:: DATASET ENTRIES ::

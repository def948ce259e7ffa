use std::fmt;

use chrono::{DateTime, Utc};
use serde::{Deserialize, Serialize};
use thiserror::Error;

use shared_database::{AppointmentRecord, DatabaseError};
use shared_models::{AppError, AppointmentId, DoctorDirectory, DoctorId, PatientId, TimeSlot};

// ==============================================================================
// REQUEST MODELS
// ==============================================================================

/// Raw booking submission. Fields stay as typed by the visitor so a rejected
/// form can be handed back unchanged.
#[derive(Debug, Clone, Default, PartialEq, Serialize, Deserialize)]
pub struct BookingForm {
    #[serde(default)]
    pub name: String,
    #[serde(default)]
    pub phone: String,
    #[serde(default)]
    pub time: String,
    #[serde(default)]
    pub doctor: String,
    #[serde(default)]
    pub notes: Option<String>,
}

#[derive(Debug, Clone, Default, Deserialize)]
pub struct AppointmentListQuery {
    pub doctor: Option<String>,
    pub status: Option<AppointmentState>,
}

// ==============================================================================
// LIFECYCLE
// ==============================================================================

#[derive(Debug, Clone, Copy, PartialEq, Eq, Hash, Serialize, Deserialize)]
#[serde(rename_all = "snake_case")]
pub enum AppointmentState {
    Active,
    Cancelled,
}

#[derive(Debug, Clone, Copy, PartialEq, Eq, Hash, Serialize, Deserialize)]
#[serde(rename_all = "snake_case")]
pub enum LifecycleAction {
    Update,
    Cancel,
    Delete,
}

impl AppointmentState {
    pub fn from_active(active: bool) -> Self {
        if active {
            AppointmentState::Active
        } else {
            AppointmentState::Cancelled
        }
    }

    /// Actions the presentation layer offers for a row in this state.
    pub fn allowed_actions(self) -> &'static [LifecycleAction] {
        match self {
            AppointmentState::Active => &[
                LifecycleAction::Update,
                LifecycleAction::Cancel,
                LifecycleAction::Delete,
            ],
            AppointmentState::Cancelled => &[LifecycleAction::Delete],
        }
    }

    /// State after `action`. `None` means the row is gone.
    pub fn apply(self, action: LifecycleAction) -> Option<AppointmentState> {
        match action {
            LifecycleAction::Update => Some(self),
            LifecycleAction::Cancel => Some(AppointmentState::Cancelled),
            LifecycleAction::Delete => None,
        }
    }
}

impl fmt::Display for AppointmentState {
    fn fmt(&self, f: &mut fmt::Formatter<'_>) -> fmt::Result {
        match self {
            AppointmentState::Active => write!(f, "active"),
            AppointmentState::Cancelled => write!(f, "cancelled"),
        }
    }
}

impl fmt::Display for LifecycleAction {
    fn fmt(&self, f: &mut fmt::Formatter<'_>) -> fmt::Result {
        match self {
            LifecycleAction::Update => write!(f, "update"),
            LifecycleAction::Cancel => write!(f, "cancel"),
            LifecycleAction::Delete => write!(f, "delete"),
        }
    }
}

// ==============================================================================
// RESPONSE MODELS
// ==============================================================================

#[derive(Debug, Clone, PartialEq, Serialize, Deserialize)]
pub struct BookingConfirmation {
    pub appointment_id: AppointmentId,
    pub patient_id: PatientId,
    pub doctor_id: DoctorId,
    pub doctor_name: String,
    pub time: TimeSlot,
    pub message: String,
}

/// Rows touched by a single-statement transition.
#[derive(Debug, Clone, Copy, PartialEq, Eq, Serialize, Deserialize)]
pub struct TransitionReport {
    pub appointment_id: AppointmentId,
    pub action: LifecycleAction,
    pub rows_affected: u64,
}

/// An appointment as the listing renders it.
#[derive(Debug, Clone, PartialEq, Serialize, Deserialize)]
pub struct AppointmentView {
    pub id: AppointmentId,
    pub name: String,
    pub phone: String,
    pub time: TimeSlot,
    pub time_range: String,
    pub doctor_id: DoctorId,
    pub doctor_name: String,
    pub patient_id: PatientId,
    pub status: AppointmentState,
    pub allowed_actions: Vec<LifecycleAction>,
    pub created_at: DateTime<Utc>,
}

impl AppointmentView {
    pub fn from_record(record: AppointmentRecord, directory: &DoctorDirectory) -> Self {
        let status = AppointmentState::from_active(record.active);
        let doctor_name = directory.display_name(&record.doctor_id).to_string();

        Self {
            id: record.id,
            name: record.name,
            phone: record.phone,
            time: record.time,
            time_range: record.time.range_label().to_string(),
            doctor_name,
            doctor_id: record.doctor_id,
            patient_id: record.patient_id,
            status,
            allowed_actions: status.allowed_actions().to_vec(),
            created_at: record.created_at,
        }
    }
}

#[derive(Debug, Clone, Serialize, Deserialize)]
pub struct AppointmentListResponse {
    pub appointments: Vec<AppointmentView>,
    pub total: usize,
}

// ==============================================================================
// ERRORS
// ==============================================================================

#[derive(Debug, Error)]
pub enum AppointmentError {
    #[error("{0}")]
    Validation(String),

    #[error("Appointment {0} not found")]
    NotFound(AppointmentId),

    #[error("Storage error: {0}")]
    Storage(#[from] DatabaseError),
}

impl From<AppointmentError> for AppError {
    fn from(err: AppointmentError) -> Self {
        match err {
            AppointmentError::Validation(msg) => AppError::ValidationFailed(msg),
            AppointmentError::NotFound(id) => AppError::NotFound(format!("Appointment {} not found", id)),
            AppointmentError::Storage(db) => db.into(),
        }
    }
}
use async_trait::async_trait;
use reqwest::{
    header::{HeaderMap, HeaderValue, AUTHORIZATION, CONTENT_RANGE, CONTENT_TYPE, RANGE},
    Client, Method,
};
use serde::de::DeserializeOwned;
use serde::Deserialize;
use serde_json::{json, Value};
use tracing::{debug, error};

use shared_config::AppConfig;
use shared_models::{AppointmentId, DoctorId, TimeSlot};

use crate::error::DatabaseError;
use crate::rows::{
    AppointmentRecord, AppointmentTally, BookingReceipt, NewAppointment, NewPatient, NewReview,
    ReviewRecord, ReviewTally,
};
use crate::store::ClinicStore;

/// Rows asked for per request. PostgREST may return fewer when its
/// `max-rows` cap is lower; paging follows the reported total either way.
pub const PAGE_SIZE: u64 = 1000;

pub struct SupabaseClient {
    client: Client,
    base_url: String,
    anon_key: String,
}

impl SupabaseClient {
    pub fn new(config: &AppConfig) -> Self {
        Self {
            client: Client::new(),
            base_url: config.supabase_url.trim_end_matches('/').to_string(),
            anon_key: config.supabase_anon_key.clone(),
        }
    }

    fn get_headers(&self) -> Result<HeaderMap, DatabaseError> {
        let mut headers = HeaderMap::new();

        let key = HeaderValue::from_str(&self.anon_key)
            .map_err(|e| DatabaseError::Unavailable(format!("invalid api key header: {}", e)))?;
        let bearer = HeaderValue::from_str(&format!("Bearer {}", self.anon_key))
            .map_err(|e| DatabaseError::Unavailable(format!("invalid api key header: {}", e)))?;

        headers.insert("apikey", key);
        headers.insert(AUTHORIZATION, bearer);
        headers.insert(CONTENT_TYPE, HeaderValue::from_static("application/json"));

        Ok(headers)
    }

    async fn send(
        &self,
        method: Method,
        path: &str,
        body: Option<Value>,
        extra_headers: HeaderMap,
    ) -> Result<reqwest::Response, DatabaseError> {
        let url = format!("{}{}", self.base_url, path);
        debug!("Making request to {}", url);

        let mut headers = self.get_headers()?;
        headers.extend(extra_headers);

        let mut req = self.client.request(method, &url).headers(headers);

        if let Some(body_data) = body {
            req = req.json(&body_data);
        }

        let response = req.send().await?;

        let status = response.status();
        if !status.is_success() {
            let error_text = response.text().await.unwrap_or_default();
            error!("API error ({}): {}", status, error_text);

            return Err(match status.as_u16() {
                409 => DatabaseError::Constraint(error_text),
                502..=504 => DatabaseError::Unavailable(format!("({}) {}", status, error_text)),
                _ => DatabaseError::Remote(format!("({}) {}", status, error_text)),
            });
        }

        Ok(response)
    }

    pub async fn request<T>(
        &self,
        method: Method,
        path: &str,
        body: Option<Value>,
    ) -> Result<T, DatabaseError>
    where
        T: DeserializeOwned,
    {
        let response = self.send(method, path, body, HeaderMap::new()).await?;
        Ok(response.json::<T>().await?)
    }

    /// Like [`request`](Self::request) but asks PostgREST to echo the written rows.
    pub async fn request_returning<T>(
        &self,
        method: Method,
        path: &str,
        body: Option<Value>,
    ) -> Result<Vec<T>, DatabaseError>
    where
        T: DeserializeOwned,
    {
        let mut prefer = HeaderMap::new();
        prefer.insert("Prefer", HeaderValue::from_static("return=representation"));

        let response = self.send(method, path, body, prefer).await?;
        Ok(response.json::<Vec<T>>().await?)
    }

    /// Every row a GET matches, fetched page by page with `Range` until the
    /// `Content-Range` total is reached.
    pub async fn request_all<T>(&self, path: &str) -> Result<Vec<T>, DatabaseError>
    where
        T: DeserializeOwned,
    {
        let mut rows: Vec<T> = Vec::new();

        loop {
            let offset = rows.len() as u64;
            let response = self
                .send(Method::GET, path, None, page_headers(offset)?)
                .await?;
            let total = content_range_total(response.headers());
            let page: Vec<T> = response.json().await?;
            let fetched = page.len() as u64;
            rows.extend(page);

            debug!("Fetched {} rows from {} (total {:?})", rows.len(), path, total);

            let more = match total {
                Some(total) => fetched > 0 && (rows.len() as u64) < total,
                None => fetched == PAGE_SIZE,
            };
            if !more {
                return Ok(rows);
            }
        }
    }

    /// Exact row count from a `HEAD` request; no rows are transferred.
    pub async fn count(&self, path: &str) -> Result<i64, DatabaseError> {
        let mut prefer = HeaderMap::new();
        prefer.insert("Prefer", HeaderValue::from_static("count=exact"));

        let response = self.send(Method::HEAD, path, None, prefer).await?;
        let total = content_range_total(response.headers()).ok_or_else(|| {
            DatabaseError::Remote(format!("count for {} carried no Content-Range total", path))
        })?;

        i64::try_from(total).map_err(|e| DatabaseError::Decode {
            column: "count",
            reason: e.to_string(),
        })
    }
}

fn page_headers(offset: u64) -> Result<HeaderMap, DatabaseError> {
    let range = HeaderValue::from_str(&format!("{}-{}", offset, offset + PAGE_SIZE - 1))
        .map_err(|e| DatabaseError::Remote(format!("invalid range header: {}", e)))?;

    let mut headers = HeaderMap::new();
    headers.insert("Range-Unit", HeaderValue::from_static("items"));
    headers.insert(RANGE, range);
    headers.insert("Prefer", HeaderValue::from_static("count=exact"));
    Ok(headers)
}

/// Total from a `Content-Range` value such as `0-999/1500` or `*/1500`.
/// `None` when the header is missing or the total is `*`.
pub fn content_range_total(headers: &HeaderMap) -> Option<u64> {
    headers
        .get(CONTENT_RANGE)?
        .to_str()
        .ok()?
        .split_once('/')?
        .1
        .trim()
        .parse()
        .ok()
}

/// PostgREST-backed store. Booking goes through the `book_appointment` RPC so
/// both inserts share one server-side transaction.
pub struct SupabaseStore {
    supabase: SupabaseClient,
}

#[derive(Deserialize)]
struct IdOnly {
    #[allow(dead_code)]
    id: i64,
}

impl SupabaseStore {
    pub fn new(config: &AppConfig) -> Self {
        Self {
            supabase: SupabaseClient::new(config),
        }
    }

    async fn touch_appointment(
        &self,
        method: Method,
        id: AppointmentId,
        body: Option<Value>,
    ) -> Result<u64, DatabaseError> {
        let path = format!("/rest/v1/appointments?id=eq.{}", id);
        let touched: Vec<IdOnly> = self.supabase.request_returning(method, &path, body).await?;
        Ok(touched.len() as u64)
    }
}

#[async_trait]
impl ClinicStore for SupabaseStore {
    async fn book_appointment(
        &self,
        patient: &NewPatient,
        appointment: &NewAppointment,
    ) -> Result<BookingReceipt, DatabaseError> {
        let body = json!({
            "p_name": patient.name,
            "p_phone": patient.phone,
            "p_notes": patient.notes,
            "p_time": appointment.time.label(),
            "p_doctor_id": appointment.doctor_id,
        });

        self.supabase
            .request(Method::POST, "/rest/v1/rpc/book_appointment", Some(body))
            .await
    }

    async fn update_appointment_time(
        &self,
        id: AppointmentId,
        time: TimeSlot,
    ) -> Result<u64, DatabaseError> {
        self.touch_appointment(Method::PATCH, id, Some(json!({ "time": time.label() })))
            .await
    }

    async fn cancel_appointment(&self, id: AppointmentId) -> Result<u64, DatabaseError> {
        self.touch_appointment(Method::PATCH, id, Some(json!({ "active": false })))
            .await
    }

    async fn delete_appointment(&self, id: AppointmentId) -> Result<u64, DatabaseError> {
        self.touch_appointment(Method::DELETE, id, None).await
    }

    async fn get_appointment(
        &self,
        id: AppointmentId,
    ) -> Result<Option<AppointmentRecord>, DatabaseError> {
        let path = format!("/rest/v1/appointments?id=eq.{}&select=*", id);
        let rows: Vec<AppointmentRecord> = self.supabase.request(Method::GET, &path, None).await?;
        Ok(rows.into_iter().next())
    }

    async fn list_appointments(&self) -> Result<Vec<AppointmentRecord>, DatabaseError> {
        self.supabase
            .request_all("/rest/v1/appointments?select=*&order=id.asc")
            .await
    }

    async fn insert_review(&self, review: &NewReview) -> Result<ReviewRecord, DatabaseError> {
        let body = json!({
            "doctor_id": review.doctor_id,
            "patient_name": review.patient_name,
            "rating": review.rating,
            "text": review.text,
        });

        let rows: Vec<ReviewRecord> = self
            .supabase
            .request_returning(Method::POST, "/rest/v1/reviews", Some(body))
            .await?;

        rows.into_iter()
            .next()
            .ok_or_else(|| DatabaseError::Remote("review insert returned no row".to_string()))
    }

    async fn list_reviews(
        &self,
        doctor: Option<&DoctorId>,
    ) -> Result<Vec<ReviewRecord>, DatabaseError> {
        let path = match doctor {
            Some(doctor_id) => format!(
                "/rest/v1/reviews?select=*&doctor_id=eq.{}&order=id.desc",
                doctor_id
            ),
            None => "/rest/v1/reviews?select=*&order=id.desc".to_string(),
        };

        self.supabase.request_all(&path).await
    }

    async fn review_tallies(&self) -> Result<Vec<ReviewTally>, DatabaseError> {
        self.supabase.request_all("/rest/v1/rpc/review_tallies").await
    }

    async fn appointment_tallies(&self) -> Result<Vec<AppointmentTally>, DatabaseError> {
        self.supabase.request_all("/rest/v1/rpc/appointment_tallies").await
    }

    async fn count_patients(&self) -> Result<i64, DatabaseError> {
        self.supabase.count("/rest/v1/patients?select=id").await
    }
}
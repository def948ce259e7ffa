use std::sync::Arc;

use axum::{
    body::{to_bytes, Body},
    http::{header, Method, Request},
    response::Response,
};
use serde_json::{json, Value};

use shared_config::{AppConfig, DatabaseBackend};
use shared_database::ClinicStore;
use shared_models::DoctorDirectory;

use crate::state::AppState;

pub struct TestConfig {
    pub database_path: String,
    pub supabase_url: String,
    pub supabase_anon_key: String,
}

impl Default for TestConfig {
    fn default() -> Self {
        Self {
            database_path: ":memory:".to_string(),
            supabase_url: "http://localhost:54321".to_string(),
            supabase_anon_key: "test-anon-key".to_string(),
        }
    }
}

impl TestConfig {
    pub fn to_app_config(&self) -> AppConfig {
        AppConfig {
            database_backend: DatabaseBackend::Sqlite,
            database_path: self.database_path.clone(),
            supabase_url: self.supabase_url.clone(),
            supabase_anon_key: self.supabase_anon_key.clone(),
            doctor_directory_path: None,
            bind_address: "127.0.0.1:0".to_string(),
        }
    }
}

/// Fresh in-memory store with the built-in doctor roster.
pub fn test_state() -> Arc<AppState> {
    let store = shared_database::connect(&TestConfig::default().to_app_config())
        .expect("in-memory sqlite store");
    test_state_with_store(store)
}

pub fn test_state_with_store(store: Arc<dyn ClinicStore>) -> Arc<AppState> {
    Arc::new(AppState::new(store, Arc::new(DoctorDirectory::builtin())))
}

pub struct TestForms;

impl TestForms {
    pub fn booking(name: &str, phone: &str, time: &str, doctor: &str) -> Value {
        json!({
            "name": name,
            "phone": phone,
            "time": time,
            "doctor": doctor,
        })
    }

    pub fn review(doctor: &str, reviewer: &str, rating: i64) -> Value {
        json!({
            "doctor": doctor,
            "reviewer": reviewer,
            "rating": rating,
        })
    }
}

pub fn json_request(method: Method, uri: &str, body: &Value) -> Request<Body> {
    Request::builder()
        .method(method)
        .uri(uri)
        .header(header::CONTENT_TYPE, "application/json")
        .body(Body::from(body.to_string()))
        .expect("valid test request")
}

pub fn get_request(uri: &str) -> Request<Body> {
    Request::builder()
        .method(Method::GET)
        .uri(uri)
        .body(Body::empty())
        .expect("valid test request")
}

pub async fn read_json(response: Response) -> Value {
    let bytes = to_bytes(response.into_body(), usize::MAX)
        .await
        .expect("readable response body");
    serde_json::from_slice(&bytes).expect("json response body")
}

:: ACTIVITY ::
The expected answer is an exact copy of the lines above, beginning at the line with "pub struct SupabaseClient" and ending at the line with "return Err(match status.as_u16()", with both ends in.

:: EXERCISE ANSWER ::
pub struct SupabaseClient {
    client: Client,
    base_url: String,
    anon_key: String,
}

impl SupabaseClient {
    pub fn new(config: &AppConfig) -> Self {
        Self {
            client: Client::new(),
            base_url: config.supabase_url.trim_end_matches('/').to_string(),
            anon_key: config.supabase_anon_key.clone(),
        }
    }

    fn get_headers(&self) -> Result<HeaderMap, DatabaseError> {
        let mut headers = HeaderMap::new();

        let key = HeaderValue::from_str(&self.anon_key)
            .map_err(|e| DatabaseError::Unavailable(format!("invalid api key header: {}", e)))?;
        let bearer = HeaderValue::from_str(&format!("Bearer {}", self.anon_key))
            .map_err(|e| DatabaseError::Unavailable(format!("invalid api key header: {}", e)))?;

        headers.insert("apikey", key);
        headers.insert(AUTHORIZATION, bearer);
        headers.insert(CONTENT_TYPE, HeaderValue::from_static("application/json"));

        Ok(headers)
    }

    async fn send(
        &self,
        method: Method,
        path: &str,
        body: Option<Value>,
        extra_headers: HeaderMap,
    ) -> Result<reqwest::Response, DatabaseError> {
        let url = format!("{}{}", self.base_url, path);
        debug!("Making request to {}", url);

        let mut headers = self.get_headers()?;
        headers.extend(extra_headers);

        let mut req = self.client.request(method, &url).headers(headers);

        if let Some(body_data) = body {
            req = req.json(&body_data);
        }

        let response = req.send().await?;

        let status = response.status();
        if !status.is_success() {
            let error_text = response.text().await.unwrap_or_default();
            error!("API error ({}): {}", status, error_text);

            return Err(match status.as_u16() {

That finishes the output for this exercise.